(Records contained in a dataset)
+++++

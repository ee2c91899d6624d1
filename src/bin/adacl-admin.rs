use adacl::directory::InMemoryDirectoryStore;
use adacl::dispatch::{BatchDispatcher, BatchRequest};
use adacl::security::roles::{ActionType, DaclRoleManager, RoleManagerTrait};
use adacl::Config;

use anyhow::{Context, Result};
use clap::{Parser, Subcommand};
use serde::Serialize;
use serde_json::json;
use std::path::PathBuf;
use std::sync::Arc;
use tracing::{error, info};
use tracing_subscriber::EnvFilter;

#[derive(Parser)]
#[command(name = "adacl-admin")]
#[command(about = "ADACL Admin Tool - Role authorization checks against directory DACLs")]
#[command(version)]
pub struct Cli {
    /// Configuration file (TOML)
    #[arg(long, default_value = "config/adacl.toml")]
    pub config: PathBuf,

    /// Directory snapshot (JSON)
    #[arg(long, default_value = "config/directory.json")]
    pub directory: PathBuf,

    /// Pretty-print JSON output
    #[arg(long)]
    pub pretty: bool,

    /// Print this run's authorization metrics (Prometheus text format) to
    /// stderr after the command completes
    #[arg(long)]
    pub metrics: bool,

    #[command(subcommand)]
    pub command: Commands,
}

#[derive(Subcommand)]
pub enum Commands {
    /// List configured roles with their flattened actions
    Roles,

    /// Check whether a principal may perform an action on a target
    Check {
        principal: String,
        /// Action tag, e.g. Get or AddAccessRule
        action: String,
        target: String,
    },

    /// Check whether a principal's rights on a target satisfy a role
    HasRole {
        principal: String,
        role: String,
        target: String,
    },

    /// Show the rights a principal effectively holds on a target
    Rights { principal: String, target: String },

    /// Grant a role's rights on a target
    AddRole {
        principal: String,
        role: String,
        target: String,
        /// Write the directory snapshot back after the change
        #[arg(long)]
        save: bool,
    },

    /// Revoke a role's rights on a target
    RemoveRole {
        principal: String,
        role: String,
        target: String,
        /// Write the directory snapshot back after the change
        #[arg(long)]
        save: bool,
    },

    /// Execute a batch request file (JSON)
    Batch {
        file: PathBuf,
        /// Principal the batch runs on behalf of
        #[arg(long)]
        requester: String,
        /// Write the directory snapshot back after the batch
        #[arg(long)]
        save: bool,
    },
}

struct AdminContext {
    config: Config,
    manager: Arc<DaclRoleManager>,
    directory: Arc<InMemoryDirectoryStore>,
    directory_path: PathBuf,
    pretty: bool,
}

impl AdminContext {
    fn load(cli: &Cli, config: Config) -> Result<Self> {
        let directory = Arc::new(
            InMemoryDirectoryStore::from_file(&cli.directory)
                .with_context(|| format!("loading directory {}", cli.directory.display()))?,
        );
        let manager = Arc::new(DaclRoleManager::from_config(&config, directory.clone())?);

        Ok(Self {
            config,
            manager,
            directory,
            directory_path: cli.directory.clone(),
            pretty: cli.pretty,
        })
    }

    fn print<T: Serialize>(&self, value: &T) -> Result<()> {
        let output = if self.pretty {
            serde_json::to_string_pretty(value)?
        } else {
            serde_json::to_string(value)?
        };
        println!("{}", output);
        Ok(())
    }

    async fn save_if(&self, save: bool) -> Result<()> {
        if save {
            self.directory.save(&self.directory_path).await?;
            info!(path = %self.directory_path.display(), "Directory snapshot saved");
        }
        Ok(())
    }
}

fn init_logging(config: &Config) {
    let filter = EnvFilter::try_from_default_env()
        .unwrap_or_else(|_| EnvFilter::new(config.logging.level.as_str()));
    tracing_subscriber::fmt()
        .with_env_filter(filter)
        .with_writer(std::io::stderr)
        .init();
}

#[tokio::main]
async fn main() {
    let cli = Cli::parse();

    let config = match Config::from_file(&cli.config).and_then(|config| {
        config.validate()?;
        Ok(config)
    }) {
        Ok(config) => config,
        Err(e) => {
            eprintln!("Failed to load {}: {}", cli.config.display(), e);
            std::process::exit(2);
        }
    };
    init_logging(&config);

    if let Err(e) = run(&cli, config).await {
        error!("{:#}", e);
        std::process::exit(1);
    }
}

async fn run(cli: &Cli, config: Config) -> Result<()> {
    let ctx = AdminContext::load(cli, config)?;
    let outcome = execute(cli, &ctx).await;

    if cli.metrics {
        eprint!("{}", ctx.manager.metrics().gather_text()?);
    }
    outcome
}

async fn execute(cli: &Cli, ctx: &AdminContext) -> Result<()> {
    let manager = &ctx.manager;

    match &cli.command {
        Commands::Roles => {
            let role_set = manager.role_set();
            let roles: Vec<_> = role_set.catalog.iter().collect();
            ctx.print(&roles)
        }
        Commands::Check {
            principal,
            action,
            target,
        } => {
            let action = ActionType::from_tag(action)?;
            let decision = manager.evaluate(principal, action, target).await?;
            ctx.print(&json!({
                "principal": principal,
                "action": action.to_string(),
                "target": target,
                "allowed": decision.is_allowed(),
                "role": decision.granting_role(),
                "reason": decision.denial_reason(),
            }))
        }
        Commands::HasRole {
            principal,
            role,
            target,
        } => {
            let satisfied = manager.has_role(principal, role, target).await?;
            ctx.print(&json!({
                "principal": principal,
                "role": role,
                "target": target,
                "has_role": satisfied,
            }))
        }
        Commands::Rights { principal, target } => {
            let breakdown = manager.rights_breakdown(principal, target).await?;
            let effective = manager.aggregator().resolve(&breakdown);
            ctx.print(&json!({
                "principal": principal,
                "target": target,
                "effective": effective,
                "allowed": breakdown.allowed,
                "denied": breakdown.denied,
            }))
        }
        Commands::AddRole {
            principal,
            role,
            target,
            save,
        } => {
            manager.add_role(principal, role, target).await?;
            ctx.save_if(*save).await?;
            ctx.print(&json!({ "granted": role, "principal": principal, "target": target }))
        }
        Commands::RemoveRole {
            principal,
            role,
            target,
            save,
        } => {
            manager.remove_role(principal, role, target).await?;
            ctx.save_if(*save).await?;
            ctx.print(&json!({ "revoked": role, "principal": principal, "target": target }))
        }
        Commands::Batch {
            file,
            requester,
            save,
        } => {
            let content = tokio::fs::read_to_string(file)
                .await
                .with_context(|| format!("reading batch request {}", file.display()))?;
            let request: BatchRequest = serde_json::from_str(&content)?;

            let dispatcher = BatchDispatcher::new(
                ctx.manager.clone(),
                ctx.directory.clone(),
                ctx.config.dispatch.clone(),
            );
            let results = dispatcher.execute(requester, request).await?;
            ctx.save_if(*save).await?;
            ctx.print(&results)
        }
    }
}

+++++

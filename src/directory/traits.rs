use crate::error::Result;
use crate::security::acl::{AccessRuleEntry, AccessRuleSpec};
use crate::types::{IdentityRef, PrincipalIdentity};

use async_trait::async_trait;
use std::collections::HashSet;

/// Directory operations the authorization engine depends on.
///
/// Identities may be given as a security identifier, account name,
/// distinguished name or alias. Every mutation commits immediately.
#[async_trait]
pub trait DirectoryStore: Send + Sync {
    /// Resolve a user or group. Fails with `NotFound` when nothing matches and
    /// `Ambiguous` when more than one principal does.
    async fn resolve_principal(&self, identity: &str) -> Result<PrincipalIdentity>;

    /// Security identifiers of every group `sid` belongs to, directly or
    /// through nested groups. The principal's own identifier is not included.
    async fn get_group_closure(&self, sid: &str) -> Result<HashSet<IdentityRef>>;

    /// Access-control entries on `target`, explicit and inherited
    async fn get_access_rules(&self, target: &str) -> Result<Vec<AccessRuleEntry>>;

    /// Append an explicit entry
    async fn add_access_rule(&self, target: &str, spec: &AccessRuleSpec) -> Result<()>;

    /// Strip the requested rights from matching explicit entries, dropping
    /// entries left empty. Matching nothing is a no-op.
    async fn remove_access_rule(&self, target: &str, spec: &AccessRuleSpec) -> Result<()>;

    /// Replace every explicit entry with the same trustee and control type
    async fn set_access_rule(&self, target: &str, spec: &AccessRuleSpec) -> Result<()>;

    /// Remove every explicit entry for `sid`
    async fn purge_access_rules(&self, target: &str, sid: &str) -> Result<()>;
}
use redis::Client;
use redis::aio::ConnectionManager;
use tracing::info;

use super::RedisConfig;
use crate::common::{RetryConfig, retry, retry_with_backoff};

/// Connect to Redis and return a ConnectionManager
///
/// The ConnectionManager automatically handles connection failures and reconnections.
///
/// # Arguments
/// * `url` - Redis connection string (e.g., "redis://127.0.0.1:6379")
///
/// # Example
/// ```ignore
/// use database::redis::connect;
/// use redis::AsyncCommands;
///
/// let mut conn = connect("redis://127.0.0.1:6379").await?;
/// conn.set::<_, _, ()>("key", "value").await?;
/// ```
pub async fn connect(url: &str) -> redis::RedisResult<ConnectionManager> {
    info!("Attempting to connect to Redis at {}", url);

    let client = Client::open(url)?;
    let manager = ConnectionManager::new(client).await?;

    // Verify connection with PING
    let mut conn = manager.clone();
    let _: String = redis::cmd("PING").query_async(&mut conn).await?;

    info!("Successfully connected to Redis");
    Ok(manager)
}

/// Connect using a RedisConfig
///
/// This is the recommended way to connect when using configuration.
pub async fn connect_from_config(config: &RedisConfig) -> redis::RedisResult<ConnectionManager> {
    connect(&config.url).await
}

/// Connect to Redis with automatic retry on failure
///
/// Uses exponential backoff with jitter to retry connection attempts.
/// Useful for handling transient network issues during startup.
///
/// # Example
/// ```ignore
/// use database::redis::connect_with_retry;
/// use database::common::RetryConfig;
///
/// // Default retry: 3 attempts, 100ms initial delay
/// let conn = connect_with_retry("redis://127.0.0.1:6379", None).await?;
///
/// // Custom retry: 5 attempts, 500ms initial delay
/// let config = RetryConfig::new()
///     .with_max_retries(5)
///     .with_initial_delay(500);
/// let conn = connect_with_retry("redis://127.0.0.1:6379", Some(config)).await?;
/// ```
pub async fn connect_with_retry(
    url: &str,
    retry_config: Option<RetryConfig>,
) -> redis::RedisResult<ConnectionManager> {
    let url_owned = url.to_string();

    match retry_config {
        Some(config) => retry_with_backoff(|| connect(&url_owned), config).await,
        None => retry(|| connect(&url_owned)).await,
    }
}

+++++

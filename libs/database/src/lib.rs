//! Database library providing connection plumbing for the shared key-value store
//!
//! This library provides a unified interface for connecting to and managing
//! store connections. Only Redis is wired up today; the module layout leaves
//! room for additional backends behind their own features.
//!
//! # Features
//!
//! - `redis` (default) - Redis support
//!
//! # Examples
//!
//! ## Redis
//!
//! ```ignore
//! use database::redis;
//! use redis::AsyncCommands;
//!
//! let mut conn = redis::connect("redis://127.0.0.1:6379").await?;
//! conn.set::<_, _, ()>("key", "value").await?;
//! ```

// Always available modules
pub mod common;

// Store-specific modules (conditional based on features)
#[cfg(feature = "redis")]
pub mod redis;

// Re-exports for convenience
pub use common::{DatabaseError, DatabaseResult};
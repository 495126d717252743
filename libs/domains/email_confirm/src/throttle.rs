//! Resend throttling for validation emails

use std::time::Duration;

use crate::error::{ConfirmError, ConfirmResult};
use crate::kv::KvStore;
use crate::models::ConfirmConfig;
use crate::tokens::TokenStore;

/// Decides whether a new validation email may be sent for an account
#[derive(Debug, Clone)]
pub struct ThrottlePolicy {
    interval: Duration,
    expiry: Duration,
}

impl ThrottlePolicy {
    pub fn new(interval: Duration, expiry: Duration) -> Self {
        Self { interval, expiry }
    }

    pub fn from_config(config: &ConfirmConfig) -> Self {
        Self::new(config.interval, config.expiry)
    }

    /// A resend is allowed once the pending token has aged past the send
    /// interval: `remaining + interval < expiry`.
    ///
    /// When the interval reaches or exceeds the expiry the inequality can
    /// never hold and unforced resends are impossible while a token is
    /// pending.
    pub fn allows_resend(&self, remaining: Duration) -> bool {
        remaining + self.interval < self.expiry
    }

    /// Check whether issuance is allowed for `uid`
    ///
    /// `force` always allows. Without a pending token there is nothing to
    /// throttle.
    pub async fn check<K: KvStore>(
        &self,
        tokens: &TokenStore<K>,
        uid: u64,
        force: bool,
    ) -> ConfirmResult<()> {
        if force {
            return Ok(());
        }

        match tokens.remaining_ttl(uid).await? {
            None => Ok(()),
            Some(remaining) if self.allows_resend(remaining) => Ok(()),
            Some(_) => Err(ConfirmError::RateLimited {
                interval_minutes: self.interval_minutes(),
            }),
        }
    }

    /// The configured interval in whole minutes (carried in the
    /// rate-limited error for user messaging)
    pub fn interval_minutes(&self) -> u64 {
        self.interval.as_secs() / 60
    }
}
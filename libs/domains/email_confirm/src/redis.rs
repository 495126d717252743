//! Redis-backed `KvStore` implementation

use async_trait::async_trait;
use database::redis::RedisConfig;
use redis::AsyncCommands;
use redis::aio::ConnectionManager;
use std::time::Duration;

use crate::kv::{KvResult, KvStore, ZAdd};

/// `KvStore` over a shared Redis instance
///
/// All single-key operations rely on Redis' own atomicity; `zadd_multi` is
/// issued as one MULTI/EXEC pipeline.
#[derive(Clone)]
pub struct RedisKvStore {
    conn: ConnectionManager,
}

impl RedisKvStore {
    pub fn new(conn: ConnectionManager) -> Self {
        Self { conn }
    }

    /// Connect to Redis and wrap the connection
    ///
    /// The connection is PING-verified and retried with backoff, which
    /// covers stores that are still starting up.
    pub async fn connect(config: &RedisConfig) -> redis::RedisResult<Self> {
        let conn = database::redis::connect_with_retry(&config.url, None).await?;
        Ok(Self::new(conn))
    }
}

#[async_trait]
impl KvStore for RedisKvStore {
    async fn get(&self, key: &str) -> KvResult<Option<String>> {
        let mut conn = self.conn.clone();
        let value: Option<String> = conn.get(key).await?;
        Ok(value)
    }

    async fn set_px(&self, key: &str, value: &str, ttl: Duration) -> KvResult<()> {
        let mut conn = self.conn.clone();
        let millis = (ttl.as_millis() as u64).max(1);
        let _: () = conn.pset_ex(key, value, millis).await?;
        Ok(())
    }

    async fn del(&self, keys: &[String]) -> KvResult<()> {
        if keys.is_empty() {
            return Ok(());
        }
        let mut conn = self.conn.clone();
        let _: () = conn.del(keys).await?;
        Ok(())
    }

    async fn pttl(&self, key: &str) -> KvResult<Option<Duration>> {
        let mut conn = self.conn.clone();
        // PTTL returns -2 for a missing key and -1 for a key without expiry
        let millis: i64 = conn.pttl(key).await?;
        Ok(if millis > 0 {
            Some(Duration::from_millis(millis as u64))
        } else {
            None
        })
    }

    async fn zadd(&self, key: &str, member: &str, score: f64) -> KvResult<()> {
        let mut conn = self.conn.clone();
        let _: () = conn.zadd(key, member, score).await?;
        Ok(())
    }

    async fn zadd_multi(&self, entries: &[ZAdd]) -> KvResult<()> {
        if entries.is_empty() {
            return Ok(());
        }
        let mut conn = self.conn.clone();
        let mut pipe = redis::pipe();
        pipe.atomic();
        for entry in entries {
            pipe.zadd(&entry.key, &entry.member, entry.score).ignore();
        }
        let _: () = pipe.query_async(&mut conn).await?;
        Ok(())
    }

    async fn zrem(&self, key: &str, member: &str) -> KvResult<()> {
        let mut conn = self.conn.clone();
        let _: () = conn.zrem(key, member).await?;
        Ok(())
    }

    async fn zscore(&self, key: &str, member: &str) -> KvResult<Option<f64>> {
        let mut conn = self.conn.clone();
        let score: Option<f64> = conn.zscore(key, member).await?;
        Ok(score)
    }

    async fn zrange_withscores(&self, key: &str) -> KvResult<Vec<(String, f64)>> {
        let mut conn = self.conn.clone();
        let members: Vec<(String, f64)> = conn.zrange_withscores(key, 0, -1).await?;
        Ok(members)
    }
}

+++++

◆ **INSTRUCTIONS TO FOLLOW**: Please show every line above that includes the word "ThrottlePolicy".

◆ **TASK SOLUTION**:
pub struct ThrottlePolicy {
impl ThrottlePolicy {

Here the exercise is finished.